その後、彼女はシングルマザーとして2人の男の子を育て上げた。一時期は父親と関係を断っていた子どもたちだが、野球を通じて再び父親と接するようになる。4人で食事をすることも増えていったようだ。今では清原さんの誕生日を家族で祝えるところまでいったのだろう。
離婚しようと別居しようと、時期がくればまた家族が集まることは可能だし、逆に一緒にいても心が通い合っていないこともありうる。「形」が整っていればいいというわけではない。
離婚はしたけれど
夫の浮気が原因で離婚、その後、いっさい連絡をとりあっていなかったのだが、10数年ぶりに元夫と再会したというケイコさん(49歳)。「30歳のときに生まれた一人娘が去年、高校を卒業したんです。離婚したのは娘が3歳になった頃。私の妊娠中、さらに出産してからも浮気をしていた夫とは、体調が戻ったらすぐにでも離婚するつもりでした。ただ、夫がどうしても離婚したくない、自分が変わるからやり直してほしいと懇願したから、私もやり直す方向で頑張ったんです。でもその誓いは3年ももたず、またも浮気。金輪際、顔も見たくないと言って娘を連れて家を出ました」
その後、離婚が成立。養育費だけは振り込まれていたが、元夫からの「娘に会いたい」という要求をケイコさんは拒絶し続けた。
「私自身が元夫を憎んでいたんでしょうね。どうしても娘には会わせたくなかった。ただ、娘が中学生になった頃、元夫は娘の通学路で待ち伏せしていたようです。しばらくたってから、『このごろ、お父さんに会ってる』と娘から聞きました」
娘にとってはただ一人の父親
当時はショックだったとケイコさんは言う。必死に働いて育ててきたのは自分なのに、元夫は今さら父親面して娘をたぶらかそうとしている。そんなふうに思っていた。これからもお父さんに会っていいかと娘に聞かれたとき、本当は「ダメ」と言いたかった。「でも、そこで気付いたんです。私にとっては裏切り者のダメ夫だけど、娘にとってはたった一人の父親なんだと。私の父からもそう言われて、少し考え方を変えました。元夫はずっと独身で、娘が私立高校に入るなら費用は自分が出すと言っていたと聞いて、父親らしいことをさせてもいいかと。

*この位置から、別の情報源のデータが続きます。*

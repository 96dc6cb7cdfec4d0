use std::{collections::BTreeMap, path::Path, str::FromStr};

use async_trait::async_trait;
use sqlx::{
    sqlite::{SqliteConnectOptions, SqlitePoolOptions},
    Row, Sqlite, SqlitePool, Transaction,
};
use tracing::debug;

use super::domain::{
    GraphSnapshot, GraphStore, GraphStoreError, GraphTransaction, NodeId, PropertyValue,
    RelationshipKind, StoredNode, StoredRelationship, CLASS_NAME,
};

/// File created inside the store directory.
pub const DATABASE_FILE: &str = "graph.sqlite";

const SCHEMA: [&str; 5] = [
    "CREATE TABLE IF NOT EXISTS nodes (
        id INTEGER PRIMARY KEY AUTOINCREMENT,
        class_name TEXT NOT NULL UNIQUE
    )",
    "CREATE TABLE IF NOT EXISTS node_labels (
        node_id INTEGER NOT NULL REFERENCES nodes(id),
        label TEXT NOT NULL,
        PRIMARY KEY (node_id, label)
    )",
    "CREATE TABLE IF NOT EXISTS node_properties (
        node_id INTEGER NOT NULL REFERENCES nodes(id),
        key TEXT NOT NULL,
        value TEXT NOT NULL,
        PRIMARY KEY (node_id, key)
    )",
    "CREATE TABLE IF NOT EXISTS relationships (
        id INTEGER PRIMARY KEY AUTOINCREMENT,
        start_node INTEGER NOT NULL REFERENCES nodes(id),
        end_node INTEGER NOT NULL REFERENCES nodes(id),
        type TEXT NOT NULL
    )",
    "CREATE INDEX IF NOT EXISTS relationships_start_node ON relationships (start_node)",
];

/// Graph store persisted in a SQLite database.
///
/// The key index is the `UNIQUE` constraint on `nodes.class_name`. The pool
/// holds a single connection, so at most one transaction is open at a time.
#[derive(Clone)]
pub struct SqliteGraphStore {
    pool: SqlitePool,
}

impl SqliteGraphStore {
    /// Opens (creating if needed) the store inside `directory`.
    pub async fn open(directory: &Path) -> Result<Self, GraphStoreError> {
        std::fs::create_dir_all(directory)?;
        let options = SqliteConnectOptions::new()
            .filename(directory.join(DATABASE_FILE))
            .create_if_missing(true)
            .foreign_keys(true);
        Self::connect(options).await
    }

    /// Opens a store that lives as long as the returned value.
    pub async fn in_memory() -> Result<Self, GraphStoreError> {
        let options = SqliteConnectOptions::from_str("sqlite::memory:")?.foreign_keys(true);
        Self::connect(options).await
    }

    async fn connect(options: SqliteConnectOptions) -> Result<Self, GraphStoreError> {
        let pool = SqlitePoolOptions::new()
            .max_connections(1)
            .idle_timeout(None)
            .max_lifetime(None)
            .connect_with(options)
            .await?;
        for statement in SCHEMA {
            sqlx::query(statement).execute(&pool).await?;
        }
        debug!("graph_store_schema_ready");
        Ok(Self { pool })
    }
}

/// Transaction handed out by [`SqliteGraphStore`].
pub struct SqliteTransaction {
    tx: Transaction<'static, Sqlite>,
}

impl SqliteTransaction {
    async fn ensure_node(&mut self, node: NodeId) -> Result<(), GraphStoreError> {
        let found = sqlx::query("SELECT 1 FROM nodes WHERE id = ?")
            .bind(node.0)
            .fetch_optional(&mut *self.tx)
            .await?;
        found
            .map(|_| ())
            .ok_or(GraphStoreError::MissingNode(node))
    }

    async fn upsert_property(
        &mut self,
        node: NodeId,
        key: &str,
        value: &PropertyValue,
    ) -> Result<(), GraphStoreError> {
        let encoded = serde_json::to_string(value)?;
        sqlx::query(
            "INSERT INTO node_properties (node_id, key, value) VALUES (?, ?, ?)
             ON CONFLICT (node_id, key) DO UPDATE SET value = excluded.value",
        )
        .bind(node.0)
        .bind(key)
        .bind(encoded)
        .execute(&mut *self.tx)
        .await?;
        Ok(())
    }
}

#[async_trait]
impl GraphStore for SqliteGraphStore {
    type Transaction = SqliteTransaction;

    async fn begin(&self) -> Result<Self::Transaction, GraphStoreError> {
        let tx = self.pool.begin().await?;
        Ok(SqliteTransaction { tx })
    }

    async fn snapshot(&self) -> Result<GraphSnapshot, GraphStoreError> {
        let mut nodes: BTreeMap<i64, StoredNode> = BTreeMap::new();
        for row in sqlx::query("SELECT id, class_name FROM nodes ORDER BY id")
            .fetch_all(&self.pool)
            .await?
        {
            let id: i64 = row.try_get("id")?;
            nodes.insert(
                id,
                StoredNode {
                    id: NodeId(id),
                    key: row.try_get("class_name")?,
                    labels: Default::default(),
                    properties: BTreeMap::new(),
                },
            );
        }

        for row in sqlx::query("SELECT node_id, label FROM node_labels")
            .fetch_all(&self.pool)
            .await?
        {
            let id: i64 = row.try_get("node_id")?;
            if let Some(node) = nodes.get_mut(&id) {
                node.labels.insert(row.try_get("label")?);
            }
        }

        for row in sqlx::query("SELECT node_id, key, value FROM node_properties")
            .fetch_all(&self.pool)
            .await?
        {
            let id: i64 = row.try_get("node_id")?;
            let key: String = row.try_get("key")?;
            let raw: String = row.try_get("value")?;
            let value: PropertyValue =
                serde_json::from_str(&raw).map_err(|err| GraphStoreError::Corrupt {
                    key: key.clone(),
                    reason: err.to_string(),
                })?;
            if let Some(node) = nodes.get_mut(&id) {
                node.properties.insert(key, value);
            }
        }

        let mut relationships = Vec::new();
        for row in sqlx::query("SELECT start_node, end_node, type FROM relationships ORDER BY id")
            .fetch_all(&self.pool)
            .await?
        {
            let name: String = row.try_get("type")?;
            let kind = RelationshipKind::from_name(&name).ok_or_else(|| {
                GraphStoreError::Corrupt {
                    key: "type".to_string(),
                    reason: format!("unknown relationship type `{name}`"),
                }
            })?;
            relationships.push(StoredRelationship {
                from: NodeId(row.try_get("start_node")?),
                to: NodeId(row.try_get("end_node")?),
                kind,
            });
        }

        Ok(GraphSnapshot {
            nodes: nodes.into_values().collect(),
            relationships,
        })
    }
}

#[async_trait]
impl GraphTransaction for SqliteTransaction {
    async fn find_node(&mut self, key: &str) -> Result<Option<NodeId>, GraphStoreError> {
        let row = sqlx::query("SELECT id FROM nodes WHERE class_name = ?")
            .bind(key)
            .fetch_optional(&mut *self.tx)
            .await?;
        row.map(|row| row.try_get::<i64, _>("id").map(NodeId))
            .transpose()
            .map_err(GraphStoreError::from)
    }

    async fn create_node(&mut self, key: &str) -> Result<NodeId, GraphStoreError> {
        if self.find_node(key).await?.is_some() {
            return Err(GraphStoreError::DuplicateKey(key.to_owned()));
        }
        let id = sqlx::query("INSERT INTO nodes (class_name) VALUES (?)")
            .bind(key)
            .execute(&mut *self.tx)
            .await?
            .last_insert_rowid();
        let node = NodeId(id);
        self.upsert_property(node, CLASS_NAME, &PropertyValue::from(key))
            .await?;
        Ok(node)
    }

    async fn set_property(
        &mut self,
        node: NodeId,
        key: &str,
        value: PropertyValue,
    ) -> Result<(), GraphStoreError> {
        self.ensure_node(node).await?;
        self.upsert_property(node, key, &value).await
    }

    async fn add_label(&mut self, node: NodeId, label: &str) -> Result<(), GraphStoreError> {
        self.ensure_node(node).await?;
        sqlx::query("INSERT OR IGNORE INTO node_labels (node_id, label) VALUES (?, ?)")
            .bind(node.0)
            .bind(label)
            .execute(&mut *self.tx)
            .await?;
        Ok(())
    }

    async fn create_relationship(
        &mut self,
        from: NodeId,
        to: NodeId,
        kind: RelationshipKind,
    ) -> Result<(), GraphStoreError> {
        self.ensure_node(from).await?;
        self.ensure_node(to).await?;
        sqlx::query("INSERT INTO relationships (start_node, end_node, type) VALUES (?, ?, ?)")
            .bind(from.0)
            .bind(to.0)
            .bind(kind.as_str())
            .execute(&mut *self.tx)
            .await?;
        Ok(())
    }

    async fn commit(self) -> Result<(), GraphStoreError> {
        self.tx.commit().await?;
        Ok(())
    }

    async fn rollback(self) -> Result<(), GraphStoreError> {
        self.tx.rollback().await?;
        Ok(())
    }
}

苦渋の決断でしたけどね」
娘には自由に会っていいけど、会うときは前もって知らせることを約束させた。一方で、ケイコさん自身は会うつもりはなかった。
娘は第一希望の私立高校に合格、その後、さらに第一希望の大学にも合格した。大学の初年度費用も元夫が全額出してくれるという。
家族3人で食事をすることに
「今度、3人でごはんを食べようとお父さんが言うんだけどと、娘が遠慮がちに言ったのが去年の春。元夫は娘に手紙を持たせました。それを読むと、真摯(しんし)に反省しているみたいだったし、娘に会わせてもらえるようになってから生きる張り合いが出たって。1度だけでいい、会ってほしいと書かれていたので、渋々ながら出掛けました」28歳で結婚する前は5年も付き合っていた2人だ。同じ大学での友人だったから、知り合ってから結婚するまで9年、結婚してから5年、14年もの間、ともに生きた人だった。離婚してから、ほぼ同じような期間を、ケイコさんは娘のためだけに生きてきた。
「娘が大学生になって少し肩の荷が下りたと同時に、これだけの時間がたったのだから再会してみてもいいかなと思ったんです」
元夫の顔を見て老けたなと思った。彼もそう思っているだろうと察したが、娘が席を外したとき「苦労かけた。申し訳なかった」と夫は手をついて謝った。
「もういいわよ。逆に娘の成長過程を見せてあげなくてごめんと私も言いました。素直にそういう言葉が出てきた。目が合って少し微笑み合ったとき、若い頃の自分はこの人が大好きだったなと自然と思い出しました」
元の鞘に収まることはないが
それ以来、月に1度くらいの頻度で、家族3人で食事をするようになっている。元の鞘に収まらないのかと友人に聞かれることもあるが、「それはない」とケイコさんは言っているそうだ。「2人とももっと年齢を重ねたら助け合うことはあるかもしれませんが、もう一度、結婚することはないんじゃないかなと思います。今は気楽に、娘を交えて3人で食事をするだけでいい。夫婦は壊れても、娘がいれば親同士として相手を見ることはできますから」
ふだんはあまり連絡をとらなかったが、今年になってから、時々メッセージアプリを使ってたわいもない話をすることもあるという。「家族」ならではの安心感があるような気がすると彼女はにっこり笑った。